- **Aim of the task**
Transcribe the records in full, keeping every character as it is.
Start of Block
use crate::client::CatalogError;
use chrono::{DateTime, Duration, Utc};
use serde::Deserialize;
use std::sync::Mutex;

/// Refresh this long before the provider's stated expiry
const EXPIRY_MARGIN_SECS: i64 = 60;
const MAX_LIFETIME_SECS: u64 = 86_400;

/// Token endpoint response
#[derive(Debug, Clone, Deserialize)]
pub struct AccessToken {
    pub access_token: String,
    pub expires_in: u64,
}

#[derive(Debug, Clone)]
struct CachedToken {
    access_token: String,
    expires_at: DateTime<Utc>,
}

/// Process-local bearer token cache.
///
/// The lock is held while refreshing, so concurrent callers wait for a single
/// refresh instead of each requesting a new token.
#[derive(Debug, Default)]
pub struct TokenCache {
    slot: Mutex<Option<CachedToken>>,
}

impl TokenCache {
    pub fn new() -> Self {
        Self::default()
    }

    /// Return the cached token if still valid at `now`, otherwise call `refresh` and cache its result
    pub fn get_or_refresh<F>(&self, now: DateTime<Utc>, refresh: F) -> Result<String, CatalogError>
    where
        F: FnOnce() -> Result<AccessToken, CatalogError>,
    {
        let mut slot = self
            .slot
            .lock()
            .map_err(|_| CatalogError::Auth("token cache lock poisoned".to_string()))?;

        if let Some(cached) = slot.as_ref() {
            if now < cached.expires_at {
                return Ok(cached.access_token.clone());
            }
        }

        let token = refresh()?;
        let lifetime = token.expires_in.min(MAX_LIFETIME_SECS) as i64 - EXPIRY_MARGIN_SECS;
        let expires_at = now + Duration::seconds(lifetime.max(0));
        tracing::debug!(%expires_at, "access token refreshed");

        *slot = Some(CachedToken {
            access_token: token.access_token.clone(),
            expires_at,
        });
        Ok(token.access_token)
    }

    /// Drop the cached token, e.g. after the provider rejected it
    pub fn invalidate(&self) {
        if let Ok(mut slot) = self.slot.lock() {
            *slot = None;
        }
    }
}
End of Block
- **Exercise output**
use crate::client::CatalogError;
use chrono::{DateTime, Duration, Utc};
use serde::Deserialize;
use std::sync::Mutex;

/// Refresh this long before the provider's stated expiry
const EXPIRY_MARGIN_SECS: i64 = 60;
const MAX_LIFETIME_SECS: u64 = 86_400;

/// Token endpoint response
#[derive(Debug, Clone, Deserialize)]
pub struct AccessToken {
    pub access_token: String,
    pub expires_in: u64,
}

#[derive(Debug, Clone)]
struct CachedToken {
    access_token: String,
    expires_at: DateTime<Utc>,
}

/// Process-local bearer token cache.
///
/// The lock is held while refreshing, so concurrent callers wait for a single
/// refresh instead of each requesting a new token.
#[derive(Debug, Default)]
pub struct TokenCache {
    slot: Mutex<Option<CachedToken>>,
}

impl TokenCache {
    pub fn new() -> Self {
        Self::default()
    }

    /// Return the cached token if still valid at `now`, otherwise call `refresh` and cache its result
    pub fn get_or_refresh<F>(&self, now: DateTime<Utc>, refresh: F) -> Result<String, CatalogError>
    where
        F: FnOnce() -> Result<AccessToken, CatalogError>,
    {
        let mut slot = self
            .slot
            .lock()
            .map_err(|_| CatalogError::Auth("token cache lock poisoned".to_string()))?;

        if let Some(cached) = slot.as_ref() {
            if now < cached.expires_at {
                return Ok(cached.access_token.clone());
            }
        }

        let token = refresh()?;
        let lifetime = token.expires_in.min(MAX_LIFETIME_SECS) as i64 - EXPIRY_MARGIN_SECS;
        let expires_at = now + Duration::seconds(lifetime.max(0));
        tracing::debug!(%expires_at, "access token refreshed");

        *slot = Some(CachedToken {
            access_token: token.access_token.clone(),
            expires_at,
        });
        Ok(token.access_token)
    }

    /// Drop the cached token, e.g. after the provider rejected it
    pub fn invalidate(&self) {
        if let Ok(mut slot) = self.slot.lock() {
            *slot = None;
        }
    }
}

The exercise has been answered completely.